# Ranger 800 fullsize or midsize?



## Ole Nasty

I finally sold my Rhino and I am now shopping around for a new SxS. My price range is $11k MAX, so a 900 is out and so is a Teryx4. I've got it narrowed down to the Ranger 800, just am not sure between the fullsize or midsize, I'm leaning toward midsize just because its a little smaller. 

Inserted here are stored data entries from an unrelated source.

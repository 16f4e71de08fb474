//! Engine and classifier configuration.
//!
//! Every field has a default, so an empty TOML document is a valid config:
//!
//! ```toml
//! [engine]
//! step_budget_factor = 4
//! invalid_action_penalty = 10.0
//! deterministic = true
//! seed = 7
//!
//! [classifier]
//! fallback_confidence = 0.4
//! ```

use std::path::Path;

use serde::{Deserialize, Serialize};

use crate::error::ConfigError;

/// Decision engine settings.
#[derive(Debug, Clone, PartialEq, Serialize, Deserialize)]
#[serde(default)]
pub struct EngineConfig {
    /// Step budget = factor × orders × machines (at least one step).
    pub step_budget_factor: usize,
    /// Penalty carried by an invalid action outcome.
    pub invalid_action_penalty: f64,
    /// Reward weight on setup hours.
    pub setup_weight: f64,
    /// Changeover minutes when neither a rule nor a family applies.
    pub default_setup_minutes: i64,
    /// Whether `run` asks the policy for its deterministic decision.
    pub deterministic: bool,
    /// Seed for stochastic policies.
    pub seed: u64,
}

impl Default for EngineConfig {
    fn default() -> Self {
        Self {
            step_budget_factor: 4,
            invalid_action_penalty: 10.0,
            setup_weight: 0.1,
            default_setup_minutes: 0,
            deterministic: true,
            seed: 0,
        }
    }
}

impl EngineConfig {
    /// Step budget for a scenario of the given size.
    pub fn step_budget(&self, orders: usize, machines: usize) -> usize {
        self.step_budget_factor
            .saturating_mul(orders)
            .saturating_mul(machines)
            .max(1)
    }

    /// Sets determinism for `run`.
    pub fn with_deterministic(mut self, deterministic: bool) -> Self {
        self.deterministic = deterministic;
        self
    }

    /// Sets the seed.
    pub fn with_seed(mut self, seed: u64) -> Self {
        self.seed = seed;
        self
    }

    /// Sets the step budget factor.
    pub fn with_step_budget_factor(mut self, factor: usize) -> Self {
        self.step_budget_factor = factor;
        self
    }
}

/// Root-cause classifier settings.
#[derive(Debug, Clone, PartialEq, Serialize, Deserialize)]
#[serde(default)]
pub struct ClassifierConfig {
    /// Confidence attached when no specific cause matched.
    pub fallback_confidence: f64,
    /// Delay above which an order is HIGH risk.
    pub high_risk_hours: f64,
    /// Delay above which an order is MEDIUM risk.
    pub medium_risk_hours: f64,
}

impl Default for ClassifierConfig {
    fn default() -> Self {
        Self {
            fallback_confidence: 0.4,
            high_risk_hours: 24.0,
            medium_risk_hours: 8.0,
        }
    }
}

/// Top-level configuration file.
#[derive(Debug, Clone, Default, PartialEq, Serialize, Deserialize)]
#[serde(default)]
pub struct ApsConfig {
    pub engine: EngineConfig,
    pub classifier: ClassifierConfig,
}

impl ApsConfig {
    /// Loads and validates a TOML config file.
    pub fn from_file(path: &Path) -> Result<Self, ConfigError> {
        let content = std::fs::read_to_string(path).map_err(|source| ConfigError::Io {
            path: path.to_path_buf(),
            source,
        })?;
        Self::from_toml_str(&content)
    }

    /// Parses and validates a TOML document.
    pub fn from_toml_str(content: &str) -> Result<Self, ConfigError> {
        let config: ApsConfig = toml::from_str(content)?;
        config.validate()?;
        Ok(config)
    }

    /// Checks value ranges.
    pub fn validate(&self) -> Result<(), ConfigError> {
        if self.engine.step_budget_factor == 0 {
            return Err(ConfigError::Invalid {
                field: "engine.step_budget_factor",
                message: "must be at least 1".into(),
            });
        }
        if self.engine.invalid_action_penalty < 0.0 {
            return Err(ConfigError::Invalid {
                field: "engine.invalid_action_penalty",
                message: "must be non-negative".into(),
            });
        }
        if self.engine.default_setup_minutes < 0 {
            return Err(ConfigError::Invalid {
                field: "engine.default_setup_minutes",
                message: "must be non-negative".into(),
            });
        }
        if !(0.0..=1.0).contains(&self.classifier.fallback_confidence) {
            return Err(ConfigError::Invalid {
                field: "classifier.fallback_confidence",
                message: format!("{} is outside [0, 1]", self.classifier.fallback_confidence),
            });
        }
        if self.classifier.medium_risk_hours > self.classifier.high_risk_hours {
            return Err(ConfigError::Invalid {
                field: "classifier.medium_risk_hours",
                message: "must not exceed high_risk_hours".into(),
            });
        }
        Ok(())
    }
}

Plans would be a rear seat/cage extension for the kids(an absolute must or a RZR would be an option) and lift enough to clear at least 29.5" tires. It would see a lot of deep mud and water, so snorkels too. 

Any advice?


----------



## brute69

I would get the full size if its got alot more room with kids you need All the space you can get the only think of why I would get the midsize if it weighs alot less it would make it have more power but sometimes the weight helps you pull a load if your going to use it for more than just mudding wish I had the funds to get me one for my family


----------



## sloboy

Check the price on left over 900 base models. There is a lot more lift options for the full size 800 than mid size. Mid size used the struts up front.


----------



## gpinjason

Full Size. It has 3 seatbelts and will fit 3 adults comfortably. Throw a bench in the back, and you have potential to haul 5-6 people comfortably.. My 900 will fit me and my buddy (both of us about 230 lbs, plus our 3 yr old sons in the middle. 800 fullsize is the same size seat. the Midsize is a lot more narrow, only has 2 seatbelts, and like mentioned above, there are alot more accessories and lifts available for the full size model...


----------



## Ole Nasty

Alright, here's the lowest prices I've found, at Offroad Powersports in Tifton, Ga.
All base model 2014 Rangers
-570 midsize=8899
-800 midsize=9388
-800 fullsize=9988 with an opt rear cage/rear seat for $599
-900=11788

How wide is a lifted 900 with at least 29.5s on it?


----------



## J2!

My 900 with an Outkast 5" lift and 33" boggers is 65" wide outside to outside of the tires. 21" ground clearance. You can run a 3" lift with forward a-arms with stock length axles on the 900. Mine with the 5" has RZR900 length axles in it. The 900's ride ALOT smoother than the 800's, alot different machine. I would get a 900 over the 800 any day. But Outkast IS making lifts for the midsize now too, he even has a 10" lift for them. The 800 midsize will outrun my 900, I test drove both before I bought mine, went with the 900 because it had alot more room, seat and bed.. I use mine around the house to do work too so the bigger bed was a huge plus. Also try Shoals Outdoors in Muscle Shoals Alabama, they killed everyones price when I bought mine, they can do that because they sell over 100 bikes a month there so they sell their bikes for $100 less than cost, write it off as a loss and get all their money from Polaris bonuses for selling so many every month, everybody gets a bike cheap and they get all their money from polaris so everybody wins.. That's how they explained it to me anyway.. LOL AND the 900's are VERY easy to snorkle !!


----------



## Ole Nasty

Do you think with the 3" lift it would be any narrower?


----------



## J2!

Yep !! Outkast has the 3" with forward arms for around $600 I think.. I would still recommend getting better axles though the stock ones are junk..


----------